We will be working based on this Google lab post using TensorFlow.js. and, of course, applying  Ext JS best practice as usual.

How can I get Getting Started with Sencha CMD?

If you still don’t have Sencha CMD, you can download it for free here.

Once you have it installed you can make sure you have it properly installed and configured by running this command on terminal/shell:

$ sencha

If it returns the sencha cmd version, you are good to go. Here are more details on how to install, configure and use Sencha CMD, but this article will show all the important details.

How can I create the Sencha application?

The first thing you want to do is create your project structure. Sencha CMD can do this for you easily–all you need to do is run this command. If you have any questions, take a look at the bullet points below. They explain what everything in the command does and what you will need to change to personalize your application.

sencha -sdk /Users/fabio/sencha-sdks/ext-7.4.0/ generate app modern TeachableMachine ./teachable-machine-extjs
  • /Users/fabio/sencha-sdks/ext-7.4.0/ is where your Ext JS folder is.
  • TeachableMachine is the name of our application and the namespace for our classes.
  • ./teachable-machine-extjs is the path for our project structure and the necessary files.
  • modern is the toolkit for our application.

Make sure when you run this command there is no error on the output. If there is no error, and everything runs correctly, you have successfully created your project structure. To be sure, however, let’s run our application with the initial structure. To do this, first navigate to your project folder:

$ cd teachable-machine-extjs/

Then, run the command to open the server on a specific port:

$ sencha app watch

The output of this command will return the URL where your app is available. In this case, it is running on  http://localhost:1841/. When you open it on your browser you will see a screen like this:
TensorFlow.js teachable machine

How can I clean up the Sencha project?

Once you have your basic project running, you can clean it up by removing the files and components that you don’t need.

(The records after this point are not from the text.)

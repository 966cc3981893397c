//! Command-line surface, grounded on `spkenv-spk`'s `clap`-derive CLIs.

use std::path::PathBuf;

use clap::{Parser, Subcommand};

#[derive(Parser, Debug)]
#[command(name = "alpenhornd", version, about = "The alpenhorn data-index management daemon")]
pub struct Cli {
    /// Path to an additional configuration file, applied after the
    /// standard search path and `ALPENHORN_CONFIG_FILE`.
    #[arg(short = 'c', long = "conf")]
    pub conf: Option<PathBuf>,

    #[command(subcommand)]
    pub command: Command,
}

#[derive(Subcommand, Debug)]
pub enum Command {
    /// Run the daemon's main update loop.
    Run {
        /// Perform exactly one update pass, drain the queue, then exit.
        #[arg(long)]
        once: bool,
    },
    /// Database maintenance subcommands.
    Db {
        #[command(subcommand)]
        command: DbCommand,
    },
}

#[derive(Subcommand, Debug)]
pub enum DbCommand {
    /// Initialise an empty database with the schema this build expects.
    Init,
}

Use the command shown below to delete your unwanted files. While deleting, keep another terminal open and have the Sencha app running because it will update the application automatically:

$ rm app/model/* app/store/* app/view/main/List.*

With that done, let’s clean up our classes in app/view/main. Make sure your three classes look like this:

Main.js:

/**
 * This class is the main view for the application. It is specified in app.js as the
 * "mainView" property. That setting causes an instance of this class to be created and
 * added to the Viewport container.
 */
Ext.define('TeachableMachine.view.main.Main', {
    extend: 'Ext.Panel',
    xtype: 'app-main',
    controller: 'main',
    viewModel: 'main'
});

MainController.js:

/**
 * This class is the controller for the main view for the application. It is specified as
 * the "controller" of the Main view class.
 */
Ext.define('TeachableMachine.view.main.MainController', {
    extend: 'Ext.app.ViewController',
    alias: 'controller.main'
});

MainModel.js:

/**
 * This class is the view model for the Main view of the application.
 */
Ext.define('TeachableMachine.view.main.MainModel', {
    extend: 'Ext.app.ViewModel',
    alias: 'viewmodel.main',
    data: {}
});

After that, test the app again in your browser console to make sure it is running perfectly without errors. For now, it should show a panel without content.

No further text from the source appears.